Try it =>
Please copy, exactly as they appear below, the lines from the one containing "filename tests/properties.rs" through the one containing "fn arb_symbols() ->".

___ Information shown ___

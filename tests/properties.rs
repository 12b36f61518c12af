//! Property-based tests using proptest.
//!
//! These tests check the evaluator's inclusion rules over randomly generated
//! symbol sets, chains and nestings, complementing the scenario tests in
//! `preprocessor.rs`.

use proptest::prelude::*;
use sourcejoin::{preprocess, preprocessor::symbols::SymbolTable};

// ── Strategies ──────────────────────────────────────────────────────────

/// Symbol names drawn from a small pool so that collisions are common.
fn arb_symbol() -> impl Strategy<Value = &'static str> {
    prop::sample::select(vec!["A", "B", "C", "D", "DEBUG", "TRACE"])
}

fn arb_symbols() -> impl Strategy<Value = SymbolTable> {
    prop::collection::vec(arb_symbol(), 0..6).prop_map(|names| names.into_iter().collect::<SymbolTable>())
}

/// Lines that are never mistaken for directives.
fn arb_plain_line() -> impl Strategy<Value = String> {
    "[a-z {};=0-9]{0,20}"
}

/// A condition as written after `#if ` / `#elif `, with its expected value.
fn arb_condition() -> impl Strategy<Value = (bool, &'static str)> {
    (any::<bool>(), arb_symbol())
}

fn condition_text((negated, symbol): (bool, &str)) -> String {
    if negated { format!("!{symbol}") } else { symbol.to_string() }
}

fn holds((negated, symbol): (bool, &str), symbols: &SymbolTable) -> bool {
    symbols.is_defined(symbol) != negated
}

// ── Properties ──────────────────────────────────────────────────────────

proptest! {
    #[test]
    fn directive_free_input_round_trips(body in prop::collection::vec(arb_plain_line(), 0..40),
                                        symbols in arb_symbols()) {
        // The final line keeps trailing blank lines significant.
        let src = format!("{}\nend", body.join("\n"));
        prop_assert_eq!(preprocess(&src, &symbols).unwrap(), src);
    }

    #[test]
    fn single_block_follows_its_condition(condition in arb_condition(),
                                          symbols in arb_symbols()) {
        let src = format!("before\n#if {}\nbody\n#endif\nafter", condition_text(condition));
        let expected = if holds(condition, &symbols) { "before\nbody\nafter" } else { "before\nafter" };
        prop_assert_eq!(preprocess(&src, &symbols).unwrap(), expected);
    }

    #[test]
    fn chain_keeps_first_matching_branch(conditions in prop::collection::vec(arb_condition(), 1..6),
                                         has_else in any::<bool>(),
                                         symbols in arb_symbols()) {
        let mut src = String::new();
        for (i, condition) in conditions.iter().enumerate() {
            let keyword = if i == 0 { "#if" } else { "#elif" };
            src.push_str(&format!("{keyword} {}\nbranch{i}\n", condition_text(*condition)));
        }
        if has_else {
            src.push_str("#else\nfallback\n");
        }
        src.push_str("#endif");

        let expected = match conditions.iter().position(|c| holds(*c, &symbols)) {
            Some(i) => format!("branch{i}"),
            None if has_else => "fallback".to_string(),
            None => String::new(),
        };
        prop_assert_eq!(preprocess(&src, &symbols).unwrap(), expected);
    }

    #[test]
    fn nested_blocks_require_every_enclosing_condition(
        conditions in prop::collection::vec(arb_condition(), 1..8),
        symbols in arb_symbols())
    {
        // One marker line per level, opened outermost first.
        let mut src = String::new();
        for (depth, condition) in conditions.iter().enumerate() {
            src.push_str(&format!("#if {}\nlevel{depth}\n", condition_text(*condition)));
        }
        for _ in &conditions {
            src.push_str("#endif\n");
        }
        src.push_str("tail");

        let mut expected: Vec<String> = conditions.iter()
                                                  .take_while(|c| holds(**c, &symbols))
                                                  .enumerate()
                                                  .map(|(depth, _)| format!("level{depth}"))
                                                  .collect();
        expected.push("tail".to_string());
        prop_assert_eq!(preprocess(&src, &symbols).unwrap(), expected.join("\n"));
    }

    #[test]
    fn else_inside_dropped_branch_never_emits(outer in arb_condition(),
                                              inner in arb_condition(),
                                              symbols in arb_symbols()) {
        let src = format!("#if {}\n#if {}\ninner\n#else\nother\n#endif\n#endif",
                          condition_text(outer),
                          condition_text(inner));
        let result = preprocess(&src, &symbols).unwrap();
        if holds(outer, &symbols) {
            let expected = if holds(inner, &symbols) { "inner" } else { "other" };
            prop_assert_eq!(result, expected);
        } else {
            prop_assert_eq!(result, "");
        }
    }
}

___
___ Information shown ___

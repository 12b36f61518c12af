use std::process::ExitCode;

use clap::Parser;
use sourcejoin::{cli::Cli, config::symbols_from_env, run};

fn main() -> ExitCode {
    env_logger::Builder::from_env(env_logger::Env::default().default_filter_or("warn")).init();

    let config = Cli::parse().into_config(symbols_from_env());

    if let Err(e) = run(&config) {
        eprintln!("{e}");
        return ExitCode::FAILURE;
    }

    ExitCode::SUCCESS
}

___

Completed task =>
filename tests/properties.rs
repository 12b36f61518c12af
//! Property-based tests using proptest.
//!
//! These tests check the evaluator's inclusion rules over randomly generated
//! symbol sets, chains and nestings, complementing the scenario tests in
//! `preprocessor.rs`.

use proptest::prelude::*;
use sourcejoin::{preprocess, preprocessor::symbols::SymbolTable};

// ── Strategies ──────────────────────────────────────────────────────────

/// Symbol names drawn from a small pool so that collisions are common.
fn arb_symbol() -> impl Strategy<Value = &'static str> {
    prop::sample::select(vec!["A", "B", "C", "D", "DEBUG", "TRACE"])
}

fn arb_symbols() -> impl Strategy<Value = SymbolTable> {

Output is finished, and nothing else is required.